For the record, I just sent Champagne for Caesar and The Narrow Margin back to Netflix. I await the arrival of Pretty Poison, starring Anthony Perkins and Tuesday Weld, and The Believer, the first movie to make reviewers sit up and take notice of Ryan Gosling. After that comes a triple dose of Werner Herzog and Klaus Kinski: Fitzcarraldo, Burden of Dreams, and My Best Fiend. (If I don't survive that particular triple feature, Arthur Meiselman will collect donations.)

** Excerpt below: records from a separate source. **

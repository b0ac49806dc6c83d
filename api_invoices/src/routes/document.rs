use std::sync::Arc;

use actix_web::{Responder, get, web};
use chrono::Utc;
use common::{
    env_config::Config,
    error::{AppError, Res},
    http::Success,
    jwt::JwtClaims,
};
use sqlx::PgPool;
use uuid::Uuid;

use crate::{misc::document::render_document, services};

/// Printable HTML invoice.
#[get("/{id}/document")]
pub async fn get_document(
    claims: web::ReqData<JwtClaims>,
    config: web::Data<Arc<Config>>,
    pool: web::Data<Arc<PgPool>>,
    path: web::Path<Uuid>,
) -> Res<impl Responder> {
    let pg_pool: &PgPool = &pool;
    let invoice = services::invoice::get_owned_invoice(pg_pool, claims.user_id, path.into_inner()).await?;
    let client = db::client::get_client_for_user(pg_pool, claims.user_id, invoice.client_id)
        .await?
        .ok_or_else(|| AppError::NotFound("Client not found".to_string()))?;
    let sender = db::user::get_user_by_id(pg_pool, claims.user_id)
        .await?
        .ok_or_else(|| AppError::NotFound("User not found".to_string()))?;

    let html = render_document(
        &invoice,
        &client,
        &sender,
        &config.currency.default_currency,
        Utc::now().naive_utc(),
    )?;
    Success::html(html)
}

Currently there is a rush to digitize every book, magazine and newspaper in print, the media for doing so including but by no means limited to Amazon's new Kindle technology. (Copyright issues inevitably are arising; I don't know enough about the situation to comment.) At least with print matter, however, readers still have access to books, magazines and newspapers whenever they want. If it's not readily available, your local bookseller can order it for you. Movies are different. In pre-home-theater years, if a theater or a TV station didn't choose to exhibit a film, the producers and you were out of luck. Even when videos became available for rental and sale, it was unheard of to order a tape or disc that your local store didn't stock. That's why networks such as TCM and mail-order DVD services are so valuable. Thanks to them, audiences have a whole library of cinema out there for the watching. All they have to do is order it. You don't have to watch Transformers eighteen times, simply because your local video outlet has eighteen copies of Transformers and no copies of Once, Brick, The Ox-Bow Incident, or Tous les Matins du Monde.
Of course, if you do want to watch Transformers eighteen times, be my guest. Just don't blame me for Transformers VII.